Data excerpts>

┌────────

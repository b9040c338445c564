use std::collections::BTreeSet;

use anyhow::{Context, Result};
use serde_json::Value;
use tracing::info;

use crate::dataset::normalize::{normalize_rows, raw_row_from_csv, resolve_ccn};
use crate::dataset::{Ccn, Dataset, Table};
use crate::source::http::HttpFetcher;
use crate::source::FetchError;

const CSV_MEDIA_TYPE: &str = "text/csv";

/// Download URL of the first `text/csv` distribution in metastore metadata.
pub fn csv_download_url(metadata: &Value) -> Option<String> {
    metadata
        .get("distribution")?
        .as_array()?
        .iter()
        .filter(|dist| dist.get("mediaType").and_then(Value::as_str) == Some(CSV_MEDIA_TYPE))
        .find_map(|dist| {
            dist.get("downloadURL")
                .and_then(Value::as_str)
                .map(str::trim)
                .filter(|url| !url.is_empty())
                .map(str::to_string)
        })
}

pub fn parse_provider_csv(body: &str, ccns: &[Ccn]) -> Result<Table> {
    let wanted: BTreeSet<&Ccn> = ccns.iter().collect();
    let mut reader = ::csv::ReaderBuilder::new()
        .flexible(true)
        .from_reader(body.as_bytes());
    let headers: Vec<String> = reader
        .headers()
        .context("provider CSV has no header row")?
        .iter()
        .map(str::to_string)
        .collect();

    let mut rows = Vec::new();
    for record in reader.records() {
        let record = record.context("malformed provider CSV row")?;
        let row = raw_row_from_csv(&headers, &record);
        if resolve_ccn(&row).is_some_and(|ccn| wanted.contains(&ccn)) {
            rows.push(row);
        }
    }
    Ok(normalize_rows(Dataset::ProviderInfo, rows))
}

pub async fn fetch_provider_info_csv(
    http: &HttpFetcher,
    metastore_url: &str,
    dataset_id: &str,
    ccns: &[Ccn],
) -> Result<Table> {
    let metadata_url = format!("{}/{}", metastore_url.trim_end_matches('/'), dataset_id);
    let metadata = http
        .get_json(&metadata_url, &[])
        .await
        .with_context(|| format!("failed fetching metadata for {dataset_id}"))?;
    let download_url = csv_download_url(&metadata).ok_or_else(|| FetchError::MissingCsvDistribution {
        dataset_id: dataset_id.to_string(),
    })?;
    info!("downloading provider info CSV from {download_url}");
    let body = http
        .get_text(&download_url, &[])
        .await
        .with_context(|| format!("failed downloading {download_url}"))?;
    let table = parse_provider_csv(&body, ccns)?;
    info!("{}: kept {} rows from CSV", Dataset::ProviderInfo, table.len());
    Ok(table)
}

#[cfg(test)]
mod tests {
    use serde_json::json;

    use super::*;

    #[test]
    fn picks_first_csv_distribution() {
        let metadata = json!({
            "distribution": [
                { "mediaType": "application/json", "downloadURL": "https://x/data.json" },
                { "mediaType": "text/csv", "downloadURL": "" },
                { "mediaType": "text/csv", "downloadURL": "https://x/NH_ProviderInfo.csv" }
            ]
        });
        assert_eq!(
            csv_download_url(&metadata).as_deref(),
            Some("https://x/NH_ProviderInfo.csv")
        );
        assert_eq!(csv_download_url(&json!({ "distribution": [] })), None);
        assert_eq!(csv_download_url(&json!({})), None);
    }

    #[test]
    fn filters_csv_rows_to_watched_facilities() {
        let body = "\
CMS Certification Number (CCN),Provider Name,Provider City,Provider State,Overall Rating
12345,Maple Grove,Springfield,IL,4
999999,Elsewhere,Nowhere,TX,2
";
        let ccn: Ccn = "012345".parse().expect("valid ccn");
        let table = parse_provider_csv(body, &[ccn.clone()]).expect("parse");
        assert_eq!(table.len(), 1);
        let row = &table.rows[0];
        assert_eq!(row.ccn, ccn);
        assert_eq!(row.number("overall_rating"), Some(4.0));
        assert_eq!(row.text("provider_name").as_deref(), Some("Maple Grove"));
    }
}
use comfy_table::presets::UTF8_FULL;
use comfy_table::{Cell, Color, ContentArrangement, Row, Table};

use crate::dataset::{Dataset, Snapshot};
use crate::detect::Severity;
use crate::history::FacilityTrend;
use crate::report::FacilityReport;

fn new_table() -> Table {
    let mut table = Table::new();
    table
        .load_preset(UTF8_FULL)
        .set_content_arrangement(ContentArrangement::Dynamic);
    table
}

fn severity_cell(severity: Severity) -> Cell {
    let label = severity.as_str().to_uppercase();
    match severity {
        Severity::High => Cell::new(label).fg(Color::Red),
        Severity::Warn => Cell::new(label).fg(Color::Yellow),
        Severity::Info => Cell::new(label),
    }
}

pub fn render_events_table(reports: &[FacilityReport]) -> String {
    let mut table = new_table();
    table.set_header(vec!["CCN", "Facility", "Location", "Severity", "Type", "Change"]);

    for report in reports {
        let header = &report.header;
        let location = match (header.city.as_deref(), header.state.as_deref()) {
            (Some(city), Some(state)) => format!("{city}, {state}"),
            (Some(only), None) | (None, Some(only)) => only.to_string(),
            (None, None) => "-".to_string(),
        };
        if report.events.is_empty() {
            table.add_row(Row::from(vec![
                Cell::new(header.ccn.as_str()),
                Cell::new(header.display_name()),
                Cell::new(&location),
                Cell::new("-"),
                Cell::new("-"),
                Cell::new("No notable changes"),
            ]));
            continue;
        }
        for event in &report.events {
            table.add_row(Row::from(vec![
                Cell::new(header.ccn.as_str()),
                Cell::new(header.display_name()),
                Cell::new(&location),
                severity_cell(event.severity),
                Cell::new(event.kind.as_str()),
                Cell::new(&event.message),
            ]));
        }
    }
    table.to_string()
}

pub fn render_trends_table(trends: &[FacilityTrend]) -> String {
    let mut table = new_table();
    table.set_header(vec![
        "CCN", "Facility", "Points", "Rating", "Current", "Avg", "Min", "Max",
    ]);
    for trend in trends {
        for rating in &trend.ratings {
            table.add_row(vec![
                trend.header.ccn.to_string(),
                trend.header.display_name().to_string(),
                trend.data_points.to_string(),
                rating.label.to_string(),
                rating
                    .current
                    .map(|v| format!("{v:.0}"))
                    .unwrap_or_else(|| "N/A".to_string()),
                format!("{:.2}", rating.mean),
                format!("{:.0}", rating.min),
                format!("{:.0}", rating.max),
            ]);
        }
    }
    table.to_string()
}

pub fn render_snapshots_table(snapshots: &[Snapshot]) -> String {
    let mut table = new_table();
    let mut header = vec!["Date".to_string()];
    header.extend(Dataset::ALL.iter().map(|ds| ds.to_string()));
    header.push("Total".to_string());
    table.set_header(header);
    for snapshot in snapshots {
        let mut row = vec![snapshot.date.to_string()];
        row.extend(snapshot.tables().map(|(_, t)| t.len().to_string()));
        row.push(snapshot.row_count().to_string());
        table.add_row(row);
    }
    table.to_string()
}
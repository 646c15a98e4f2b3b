mod json;
mod markdown;
mod text;

pub use json::{generate_json_report, load_report, matrix_to_json, state_from_matrix_json, MatrixJson, ReportFile};
pub use markdown::generate_markdown_report;
pub use text::{generate_text_report, print_summary};

use crate::error::Result;
use crate::types::{Dataset, PlacementState};
use crate::validator::ValidationReport;
use std::fs;
use std::path::Path;

/// Output format for a generated report.
#[derive(Debug, Clone, Copy, PartialEq, Eq)]
pub enum OutputFormat {
    Json,
    Markdown,
    Text,
}

/// Writes one year's matrix in every requested format under `output_dir`,
/// named `<year>.<ext>`.
pub fn generate_reports(
    dataset: &Dataset,
    state: &PlacementState,
    report: &ValidationReport,
    output_dir: &Path,
    formats: &[OutputFormat],
) -> Result<()> {
    fs::create_dir_all(output_dir)?;
    let year = report.year;

    for format in formats {
        match format {
            OutputFormat::Json => {
                let json = generate_json_report(year, dataset, state)?;
                fs::write(output_dir.join(format!("{year}.json")), json)?;
            }
            OutputFormat::Markdown => {
                let md = generate_markdown_report(dataset, state, report);
                fs::write(output_dir.join(format!("{year}.md")), md)?;
            }
            OutputFormat::Text => {
                let txt = generate_text_report(dataset, state, report);
                fs::write(output_dir.join(format!("{year}.txt")), txt)?;
            }
        }
    }

    Ok(())
}
use super::{Class, ClassId, Group, GroupId, Room, RoomId, RoomKind, Teacher, TeacherId};
use serde::{Deserialize, Serialize};

/// Per-year bundle produced once by `DataBuilder` and read-only thereafter,
/// except for `Class.allowed_rooms` resolution performed while building it.
#[derive(Debug, Clone, Serialize, Deserialize)]
pub struct Dataset {
    pub rooms: Vec<Room>,
    pub groups: Vec<Group>,
    pub teachers: Vec<Teacher>,
    pub classes: Vec<Class>,
}

impl Dataset {
    pub fn class(&self, id: ClassId) -> &Class {
        &self.classes[id.0]
    }

    pub fn room(&self, id: RoomId) -> &Room {
        &self.rooms[id.0]
    }

    pub fn group(&self, id: GroupId) -> &Group {
        &self.groups[id.0]
    }

    pub fn rooms_of_kind(&self, kind: RoomKind) -> impl Iterator<Item = &Room> {
        self.rooms.iter().filter(move |r| r.kind == kind)
    }

    pub fn teacher_index(&self, id: &TeacherId) -> Option<usize> {
        self.teachers.iter().position(|t| &t.id == id)
    }
}
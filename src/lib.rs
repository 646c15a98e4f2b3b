//! Campus Timetable Engine - constraint-based multi-year timetable construction
//!
//! This library builds a weekly class timetable for several academic years
//! sharing a common pool of lecture rooms and labs.
//!
//! # Algorithm Overview
//!
//! Each year runs through the same pipeline:
//! 1. **Data Builder**: expand subject quotas into concrete classes, teachers, and rooms
//! 2. **Lab Placer**: seat lab sessions in the two canonical double-slot windows
//! 3. **Lecture Placer**: seat remaining lecture hours, preferring early slots
//! 4. **Evolutionary Repair**: mutate infeasible placements until hard costs reach zero
//! 5. **Simulated Hardening**: anneal the feasible matrix toward fewer idle slots
//!
//! Once every year is built, the **Cross-Year Reconciler** relocates any
//! room double-booked by more than one year's matrix, and the **Auditor**
//! flags subjects that fell short of their weekly quota.
//!
//! # Example
//!
//! ```no_run
//! use campus_timetable_engine::parser::load_config;
//! use campus_timetable_engine::scheduler::generate_timetables;
//! use campus_timetable_engine::types::Year;
//! use std::path::Path;
//!
//! let config = load_config(Path::new("./config.toml")).unwrap();
//! let years = [Year::Sy, Year::Ty, Year::BTech];
//! let (schedules, diagnostics, elapsed) = generate_timetables(&config, &years, 42, true);
//! println!("built {} year(s) in {:?}, {} diagnostics", schedules.len(), elapsed, diagnostics.len());
//! ```

pub mod error;
pub mod parser;
pub mod reporter;
pub mod scheduler;
pub mod types;
pub mod validator;

pub use error::{Result, SchedulerError};
pub mod common;
pub mod cost_model;
pub mod data_builder;
pub mod evolutionary;
pub mod hardening;
pub mod lab_placer;
pub mod lecture_placer;
pub mod reconciler;

use crate::error::Diagnostic;
use crate::types::{ClassKind, Config, Dataset, PlacementState, RoomKind, Year, TOTAL_ROWS};
use indicatif::{ProgressBar, ProgressStyle};
use rand::rngs::StdRng;
use rand::SeedableRng;
use reconciler::YearEntry;
use std::time::Instant;

fn capacity_diagnostics(dataset: &Dataset, year: Year) -> Vec<Diagnostic> {
    let mut diagnostics = Vec::new();
    for kind in [ClassKind::Lecture, ClassKind::Lab] {
        let demand: usize = dataset
            .classes
            .iter()
            .filter(|c| c.kind == kind)
            .map(|c| c.duration)
            .sum();
        let room_kind = match kind {
            ClassKind::Lecture => RoomKind::Lecture,
            ClassKind::Lab => RoomKind::Lab,
        };
        let room_count = dataset.rooms.iter().filter(|r| r.kind == room_kind).count();
        let supply = TOTAL_ROWS * room_count;
        if demand > supply {
            diagnostics.push(Diagnostic::CapacityWarning {
                year,
                message: format!("{kind:?} demand ({demand} slots) exceeds supply ({supply} slots)"),
            });
        }
    }
    diagnostics
}

fn make_progress(quiet: bool, len: u64) -> ProgressBar {
    if quiet {
        ProgressBar::hidden()
    } else {
        let pb = ProgressBar::new(len);
        pb.set_style(
            ProgressStyle::default_bar()
                .template("{spinner:.green} [{elapsed_precise}] [{bar:40.cyan/blue}] {pos}/{len} {msg}")
                .unwrap()
                .progress_chars("#>-"),
        );
        pb
    }
}

/// One year's finished construction: its dataset, final placement state,
/// and every diagnostic collected while building it.
pub struct YearSchedule {
    pub year: Year,
    pub dataset: Dataset,
    pub state: PlacementState,
}

/// Runs the full pipeline — DataBuilder, Lab Placer, Lecture Placer,
/// Evolutionary Repair, Simulated Hardening — for every year in `years`,
/// then reconciles cross-year room conflicts. `seed` makes the run
/// reproducible; the evolutionary and hardening phases never read a
/// process-global RNG.
pub fn generate_timetables(
    config: &Config,
    years: &[Year],
    seed: u64,
    quiet: bool,
) -> (Vec<YearSchedule>, Vec<Diagnostic>, std::time::Duration) {
    let start = Instant::now();
    let mut rng = StdRng::seed_from_u64(seed);
    let progress = make_progress(quiet, years.len() as u64 * 4 + 1);
    let mut diagnostics = Vec::new();
    let mut results = Vec::new();

    for &year in years {
        progress.set_message(format!("{year}: building dataset"));
        let dataset = data_builder::build_dataset(config, year);
        diagnostics.extend(capacity_diagnostics(&dataset, year));
        let mut state = PlacementState::new(&dataset);
        progress.inc(1);

        progress.set_message(format!("{year}: placing labs"));
        lab_placer::place_labs(&dataset, &mut state, year, &mut diagnostics);
        progress.inc(1);

        progress.set_message(format!("{year}: placing lectures"));
        lecture_placer::place_lectures(&dataset, &mut state, year, &mut diagnostics);
        progress.inc(1);

        progress.set_message(format!("{year}: repairing and hardening"));
        evolutionary::repair(&dataset, &mut state, &mut rng);
        hardening::harden(&dataset, &mut state, &mut rng);
        diagnostics.extend(crate::validator::audit(&dataset, &state, year));
        progress.inc(1);

        results.push(YearSchedule { year, dataset, state });
    }

    progress.set_message("reconciling cross-year room conflicts");
    {
        let mut entries: Vec<YearEntry> = results
            .iter_mut()
            .map(|y| YearEntry {
                year: y.year,
                dataset: &y.dataset,
                state: &mut y.state,
            })
            .collect();
        diagnostics.extend(reconciler::reconcile(&mut entries));
    }
    progress.inc(1);
    progress.finish_with_message("done");

    (results, diagnostics, start.elapsed())
}
use thiserror::Error;

use crate::types::{ClassId, GroupId, Year};

/// Hard failures at the I/O / configuration boundary. The core pipeline
/// (DataBuilder through CrossYearReconciler) never raises these — it has
/// no exceptional control transfers, per the error handling design; every
/// one of its failure modes is a value-returned `Diagnostic` instead.
#[derive(Error, Debug)]
pub enum SchedulerError {
    #[error("failed to read '{path}': {source}")]
    FileRead {
        path: String,
        #[source]
        source: std::io::Error,
    },

    #[error("failed to parse config file '{file}': {message}")]
    ConfigParse { file: String, message: String },

    #[error("no configuration found for year '{0}'")]
    UnknownYearKey(String),

    #[error("no matrix found for year '{0}' in validate input")]
    MissingMatrix(String),
}

/// Use anyhow::Result at application boundaries (CLI, parser, reporter).
pub type Result<T> = anyhow::Result<T>;

/// A value-returned diagnostic. None of these abort the pipeline; they
/// accumulate in a `Vec<Diagnostic>` that every core entry point returns
/// alongside its matrices.
#[derive(Debug, Clone, PartialEq, Eq)]
pub enum Diagnostic {
    /// Lecture or lab demand exceeds `rooms * days * slots` for a year.
    CapacityWarning { year: Year, message: String },
    /// Phase A or B exhausted retries without placing `class`.
    UnplacedClass { year: Year, class: ClassId, subject: String },
    /// Scheduled count fell short of required for `(subject, group)`.
    QuotaShortfall {
        year: Year,
        subject: String,
        group: GroupId,
        required: usize,
        scheduled: usize,
    },
    /// A per-group weekly capacity bound was exceeded.
    CapacityExceeded { year: Year, group: GroupId, required: usize, limit: usize },
    /// The reconciler could not relocate a clashing block.
    CrossYearConflict { year: Year, row: usize, message: String },
    /// A numeric config field coerced to zero/empty rather than being
    /// rejected outright.
    InvalidConfig { message: String },
}

impl std::fmt::Display for Diagnostic {
    fn fmt(&self, f: &mut std::fmt::Formatter<'_>) -> std::fmt::Result {
        match self {
            Diagnostic::CapacityWarning { year, message } => {
                write!(f, "[{year}] capacity warning: {message}")
            }
            Diagnostic::UnplacedClass { year, class, subject } => {
                write!(f, "[{year}] could not place {class} ({subject})")
            }
            Diagnostic::QuotaShortfall {
                year,
                subject,
                group,
                required,
                scheduled,
            } => write!(
                f,
                "[{year}] {group}: {subject} scheduled {scheduled}/{required} sessions"
            ),
            Diagnostic::CapacityExceeded {
                year,
                group,
                required,
                limit,
            } => write!(
                f,
                "[{year}] {group}: weekly capacity exceeded ({required} > {limit})"
            ),
            Diagnostic::CrossYearConflict { year, row, message } => {
                write!(f, "[{year}] row {row}: {message}")
            }
            Diagnostic::InvalidConfig { message } => write!(f, "invalid config: {message}"),
        }
    }
}
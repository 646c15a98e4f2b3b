use crate::error::Diagnostic;
use crate::scheduler::common::valid_teacher_group_row;
use crate::types::{
    ClassId, ClassKind, Dataset, GroupId, PlacementState, Year, PREFERRED_LECTURE_SLOTS,
    SLOTS_PER_DAY,
};
use std::collections::{HashMap, HashSet};

/// Phase B: places every lecture `Class` (always duration 1) into the
/// remaining `FreeSet`, respecting teacher/group exclusivity and a soft
/// per-day distribution target.
pub fn place_lectures(
    dataset: &Dataset,
    state: &mut PlacementState,
    year: Year,
    diagnostics: &mut Vec<Diagnostic>,
) {
    let lecture_ids: Vec<ClassId> = dataset
        .classes
        .iter()
        .filter(|c| c.kind == ClassKind::Lecture)
        .map(|c| c.id)
        .collect();

    let target_per_day = ((lecture_ids.len() + 4) / 5).max(1);
    let mut day_counts = [0usize; 5];
    let mut daily_subject_group: HashSet<(String, GroupId, usize)> = HashSet::new();

    let mut required: HashMap<(String, GroupId), usize> = HashMap::new();
    for &id in &lecture_ids {
        let class = dataset.class(id);
        for &g in &class.groups {
            *required.entry((class.subject.clone(), g)).or_insert(0) += 1;
        }
    }
    let mut scheduled: HashMap<(String, GroupId), usize> = HashMap::new();

    for id in lecture_ids {
        let placed = try_preferred(dataset, state, id, &target_per_day, &mut day_counts, &mut daily_subject_group)
            || try_fallback(dataset, state, id, &mut day_counts, &mut daily_subject_group);

        let class = dataset.class(id);
        if placed {
            for &g in &class.groups {
                *scheduled.entry((class.subject.clone(), g)).or_insert(0) += 1;
            }
        } else {
            diagnostics.push(Diagnostic::UnplacedClass {
                year,
                class: id,
                subject: class.subject.clone(),
            });
        }
    }

    for ((subject, group), req) in required {
        let sched = scheduled.get(&(subject.clone(), group)).copied().unwrap_or(0);
        if sched < req {
            diagnostics.push(Diagnostic::QuotaShortfall {
                year,
                subject,
                group,
                required: req,
                scheduled: sched,
            });
        }
    }
}

fn daily_limit_ok(
    class: &crate::types::Class,
    day: usize,
    daily_subject_group: &HashSet<(String, GroupId, usize)>,
) -> bool {
    class
        .groups
        .iter()
        .all(|&g| !daily_subject_group.contains(&(class.subject.clone(), g, day)))
}

fn commit(
    state: &mut PlacementState,
    dataset: &Dataset,
    id: ClassId,
    row: usize,
    col: usize,
    day: usize,
    day_counts: &mut [usize; 5],
    daily_subject_group: &mut HashSet<(String, GroupId, usize)>,
) {
    let class = dataset.class(id).clone();
    state.place(dataset, id, vec![(row, col)]);
    day_counts[day] += 1;
    for &g in &class.groups {
        daily_subject_group.insert((class.subject.clone(), g, day));
    }
}

fn try_preferred(
    dataset: &Dataset,
    state: &mut PlacementState,
    id: ClassId,
    target_per_day: &usize,
    day_counts: &mut [usize; 5],
    daily_subject_group: &mut HashSet<(String, GroupId, usize)>,
) -> bool {
    let class = dataset.class(id).clone();
    for day in 0..5 {
        if day_counts[day] >= *target_per_day {
            continue;
        }
        if !daily_limit_ok(&class, day, daily_subject_group) {
            continue;
        }
        for slot in PREFERRED_LECTURE_SLOTS {
            let row = day * SLOTS_PER_DAY + slot;
            for &room in &class.allowed_rooms {
                if !state.free.contains(&(row, room.0)) {
                    continue;
                }
                if !valid_teacher_group_row(dataset, state, &class, row) {
                    continue;
                }
                commit(state, dataset, id, row, room.0, day, day_counts, daily_subject_group);
                return true;
            }
        }
    }
    false
}

fn try_fallback(
    dataset: &Dataset,
    state: &mut PlacementState,
    id: ClassId,
    day_counts: &mut [usize; 5],
    daily_subject_group: &mut HashSet<(String, GroupId, usize)>,
) -> bool {
    let class = dataset.class(id).clone();
    let mut candidates: Vec<(usize, usize)> = state
        .free
        .iter()
        .copied()
        .filter(|&(_, col)| class.allowed_rooms.iter().any(|r| r.0 == col))
        .collect();
    candidates.sort_unstable();

    for (row, col) in candidates {
        let day = row / SLOTS_PER_DAY;
        if !daily_limit_ok(&class, day, daily_subject_group) {
            continue;
        }
        if !valid_teacher_group_row(dataset, state, &class, row) {
            continue;
        }
        commit(state, dataset, id, row, col, day, day_counts, daily_subject_group);
        return true;
    }
    false
}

└────────

Task description> When a line in the listing above holds the word "supply", copy it.

Expected answer>
        let supply = TOTAL_ROWS * room_count;
        if demand > supply {
                message: format!("{kind:?} demand ({demand} slots) exceeds supply ({supply} slots)"),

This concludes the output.